Clean session FALSE - QoS = pub 1 / subs 1

Published	Received
kapua-sys/client-id/topic1/topic2	#
abcdef	#

Clean session FALSE - QoS = pub 1 / subs 1

Published	Received
kapua-sys/client-id/topic1/topic2	#
abcdef	#

[riccardomodanese]

Just for my curiosity, could you repeat your tests using a Paho Mqtt callback implementation instead of a lambda expression on subscription?

[reda-alaoui]

@riccardomodanese , using the callback changes nothing for me. I uploaded my tests to https://github.com/Cosium/paho-module It contains 2 integration tests, one with ActiveMQ the other with Kapua. It uses TestContainer so you should be able to run it easily.

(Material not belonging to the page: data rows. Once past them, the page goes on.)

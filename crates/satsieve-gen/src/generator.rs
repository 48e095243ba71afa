//! Random well-typed formula generation over typed operand pools.
//!
//! A generator instance owns one pool per theory, seeded from the
//! caller's variables and a handful of random literals. Generation is a
//! single pass: comparisons seed the boolean pool, a fixed number of
//! expansion rounds grow all pools, and clause assembly draws the final
//! conjunction. Pools only ever grow and die with the instance.

use rand::rngs::StdRng;
use rand::seq::index;
use rand::{Rng, SeedableRng};
use thiserror::Error;
use tracing::debug;

use satsieve_smt::backends::smtlib_printer::script_to_smtlib;
use satsieve_smt::sorts::SmtSort;
use satsieve_smt::terms::SmtTerm;

use crate::guards;

#[derive(Debug, Clone)]
pub struct GeneratorConfig {
    /// Interpret bit-vector comparisons and division as signed.
    pub bv_signed: bool,
    /// Capture no-overflow side-conditions for bit-vector arithmetic.
    pub bv_no_overflow: bool,
    /// Capture no-underflow side-conditions for bit-vector arithmetic.
    pub bv_no_underflow: bool,
    /// Fixed RNG seed; `None` draws one from the OS.
    pub seed: Option<u64>,
}

impl Default for GeneratorConfig {
    fn default() -> Self {
        Self {
            bv_signed: true,
            bv_no_overflow: false,
            bv_no_underflow: false,
            seed: None,
        }
    }
}

#[derive(Debug, Error, PartialEq, Eq)]
pub enum GeneratorError {
    #[error("seed variables must include at least one Int, Real, or BitVec variable")]
    NoTypedSeedVariables,
    #[error("bit-vector seed variables must share one width")]
    MixedBitVectorWidths,
    #[error("bit-vector width {width} is unsupported (must be 1..={max})")]
    UnsupportedBitVectorWidth { width: u32, max: u32 },
}

/// Builds one random conjunction of clauses over the theories its seed
/// variables span. Theories without a seed variable stay inactive and
/// contribute nothing to the output.
#[derive(Debug)]
pub struct FormulaGenerator {
    config: GeneratorConfig,
    rng: StdRng,
    decls: Vec<(String, SmtSort)>,
    bools: Vec<SmtTerm>,
    ints: Vec<SmtTerm>,
    reals: Vec<SmtTerm>,
    bvs: Vec<SmtTerm>,
    hard_bools: Vec<SmtTerm>,
    use_int: bool,
    use_real: bool,
    use_bv: bool,
    bv_width: u32,
}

As you will see on this project, the ActiveMQ tests pass while the Kapua ones fail.

[riccardomodanese]

I did a quick look at your tests. They are slightly different from mine since you are connecting through ws. The ActiveMQ container you are using has a different configuration compared to which we are using in Kapua. The virtual topic feature is disabled. You can get the same configuration changing the connector setting in activemq. You can remove just the transport.subscriptionStrategy=mqtt-virtual-topic-subscriptions option. Without the virtual topic option enabled you should see the same behaviour of the ActiveMQ container you are using in your tests (but in that case you should use the standard security broker plugin and not the modified version contained in the branch I suggested you to test).

[reda-alaoui]

but in that case you should use the standard security broker plugin and not the modified version contained in the branch I suggested you to test

Did you mean the plugin of the develop branch? Because when I disable virtual topic on develop branch, the subscription leads to:

User kapua-sys (4c50bbca-b7a4-49a4-8036-bc3da28b7346 - ws://192.168.48.8:48562 - conn id null) is not authorized to read from: topic://kapua-sys.>

[riccardomodanese]

Are you using kapua-sys or kapua-broker as user to connect? Because if you get this error with kapua-broker user it's right. Anyway tomorrow I will try to test Kapua without virtual topic.

[reda-alaoui]

I am using user kapua-sys

[riccardomodanese]

If you clean the VT_TOPIC_PREFIX constant and change the camel subscription to something like (just for testing, see *):

uri="activemq:topic:>?asyncConsumer=false&acknowledgementModeName=CLIENT_ACKNOWLEDGE"

you should get Kapua working without Virtual topics enabled.

* Then if you get the right response from the system and you like to disable virtual topic feature, for performance reason, you should configure a virtual queue (using virtual destination feature) to enable parallel message processing (composite queue).